1. I choose to minimize error by not guessing arbitrarily.
2. This isn't a question of when "life" begins; "life" is present throughout the entire process. You're using "life" as a stand-in for some more elusive concept (and until this round, you hadn't confirmed my guess that the word "personhood" was closer to what you mean), and thereby confusing the issue.
3. If "personhood" is what makes the difference, then we need to be clear what the criteria are for personhood, and why those criteria are the important ones. Do we mean "ability to think"? The presence of any cognitive activity at all (as would be shown by an EEG)? Self-awareness? Having a personality? Something else?

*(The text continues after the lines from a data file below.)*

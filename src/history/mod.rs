//! Shell history discovery, parsing, and filtering.

pub mod bash;
pub mod zsh;

use std::path::PathBuf;

use chrono::{DateTime, Utc};

pub use bash::HistoryCommand;

#[derive(Debug, Clone, Copy, PartialEq, Eq)]
pub enum Shell {
    Bash,
    Zsh,
    /// Enumerated in path detection; parsing is optional.
    Pwsh,
}

/// Probe common locations and return the first that is a regular file.
pub fn detect_history_path(shell: Shell, home: &std::path::Path) -> Option<PathBuf> {
    let candidates: Vec<PathBuf> = match shell {
        Shell::Zsh => vec![
            home.join(".zsh_history"),
            home.join(".zhistory"),
            home.join(".histfile"),
        ],
        Shell::Bash => vec![
            home.join(".bash_history"),
            home.join(".local/share/bash/history"),
        ],
        Shell::Pwsh => vec![],
    };

    candidates.into_iter().find(|p| p.is_file())
}

pub fn parse(shell: Shell, contents: &str) -> Vec<HistoryCommand> {
    match shell {
        Shell::Bash => bash::parse(contents),
        Shell::Zsh => zsh::parse(contents),
        Shell::Pwsh => Vec::new(),
    }
}

const DEFAULT_SKIP_LIST: &[&str] = &["cd", "ls", "clear", "history", "exit", "pwd", "ll"];

#[derive(Debug, Clone, Default)]
pub struct FilterOptions {
    pub remove_empty: bool,
    pub remove_duplicates: bool,
    pub dedupe_consecutive_only: bool,
    pub use_default_skip_list: bool,
    pub custom_skip_list: Vec<String>,
    pub min_length: usize,
    pub since: Option<DateTime<Utc>>,
}

impl FilterOptions {
    pub fn defaults() -> Self {
        FilterOptions {
            remove_empty: true,
            remove_duplicates: true,
            dedupe_consecutive_only: false,
            use_default_skip_list: true,
            custom_skip_list: Vec::new(),
            min_length: 0,
            since: None,
        }
    }
}

pub fn filter(commands: Vec<HistoryCommand>, options: &FilterOptions) -> Vec<HistoryCommand> {
    let mut result = Vec::with_capacity(commands.len());
    let mut seen = std::collections::HashSet::new();
    let mut last: Option<String> = None;

    for cmd in commands {
        let trimmed = cmd.command.trim();

        if options.remove_empty && trimmed.is_empty() {
            continue;
        }
        if trimmed.len() < options.min_length {
            continue;
        }
        if let Some(since) = options.since {
            if cmd.timestamp.map(|ts| ts < since).unwrap_or(false) {
                continue;
            }
        }

        let first_word = trimmed.split_whitespace().next().unwrap_or("");
        if options.use_default_skip_list && DEFAULT_SKIP_LIST.contains(&first_word) {
            continue;
        }
        if options
            .custom_skip_list
            .iter()
            .any(|skip| skip == first_word)
        {
            continue;
        }

        if options.remove_duplicates {
            if options.dedupe_consecutive_only {
                if last.as_deref() == Some(trimmed) {
                    continue;
                }
            } else if !seen.insert(trimmed.to_string()) {
                continue;
            }
        }

        last = Some(trimmed.to_string());
        result.push(cmd);
    }

    result
}

#[cfg(test)]
mod tests {
    use super::*;

    fn cmd(s: &str) -> HistoryCommand {
        HistoryCommand {
            command: s.to_string(),
            timestamp: None,
        }
    }

    #[test]
    fn filters_skip_list_and_duplicates() {
        let commands = vec![cmd("ls"), cmd("git status"), cmd("git status"), cmd("")];
        let filtered = filter(commands, &FilterOptions::defaults());
        assert_eq!(filtered.len(), 1);
        assert_eq!(filtered[0].command, "git status");
    }

    #[test]
    fn min_length_drops_short_commands() {
        let commands = vec![cmd("ll"), cmd("docker ps -a")];
        let options = FilterOptions {
            min_length: 5,
            use_default_skip_list: false,
            ..FilterOptions::defaults()
        };
        let filtered = filter(commands, &options);
        assert_eq!(filtered.len(), 1);
        assert_eq!(filtered[0].command, "docker ps -a");
    }
}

Woozle: "We've been over this territory before: I can explain my reasoning to you, but you decline to explain yours to me..."
Mike: "I really don’t understand what there is to explain. The scientific definition of ‘personhood’ is yet to be outlined with any degree of certainty or universal agreement."

Science doesn't answer this sort of question; it gives us the information we need to work out the best answer ourselves.

You're the one apparently using it as a criterion, so you need explain what it means to you, and why it is the reason for determining when an abortion is killing and when it is not.

Mike: "In the absence of 100% certainty I choose to err on the side of life/personhood. I don’t know how many more times I can say that."

Before, you just said "life"; now you're agreeing that you mean "personhood".

The idea of "when a fetus becomes a person" being the point when abortion becomes wrong does seem rationally defensible.

The next hurdle, as I explained above, is working out a reasonable process by which we can decide when that has happened.

Mike (discussing W's proposed constraints on "progressive"): "...Carbon emission standards, for example, are ‘progressive’ but not easy to implement and the additional cost would probably cost jobs, at least in the short term. So if something meets one standard and not the other, can it still be 'progressive'?"

You're suggesting that this example violates rule #2, "must somehow make life easier and/or less constrained, overall", due to job loss.

Job losses make life more difficult for some people, yes -- but overall, carbon emissions reductions benefit everyone, because:
1. they make for a cleaner environment (leaving the GW debate on the table for now, as it isn't necessary in order to make my point).
2. they encourage development of alternative fuels, helping (in the long run) to free us from dependence on limited/non-renewable resources (fossil fuels) whose supplies are mostly held by foreign powers whose interests are often counter to ours.

* Becoming unemployed is part of life; carbon emissions reduction did not create the idea of job loss. People who lose their jobs due to downsizing of one company can still go looking elsewhere -- perhaps at an alternative energy company whose sales are up due to those same regulations.
* Can you show that emissions reductions have actually cost jobs?

But perhaps there are other examples of "progressive" ideas which I will concede are in violation of one constraint or the other. Fire away...


Woozle: "Legal personhood is hardly a metaphysical question; if the law says you're a person, then you're legally a person."
Mike: "The law says that a fetus is a person if the mother is murdered while pregnant (i.e. two counts of murder) but the law does not say the fetus is a person if the mother pays a doctor to abort said fetus."

My take on it is that the fetus is a person if (and only if) the mother says it is.

If a mother was murdered on her way to an abortion clinic where she had an appointment for The Procedure, then I'd agree there's might be an unresolved contradiction. (Perhaps personhood officially ends when the abortion procedure begins, or when the fetus's life is terminated by the doctor.)

If the law which makes this a "double murder" came up for a vote, though, I don't know that I would support it. It does seem especially heinous to murder a pregnant woman, but I don't know if I'd go so far as to say there are two people being killed. It hits me in the same way as, say, murdering someone who is in intensive care (but who has a good prognosis for survival and recovery). Evil.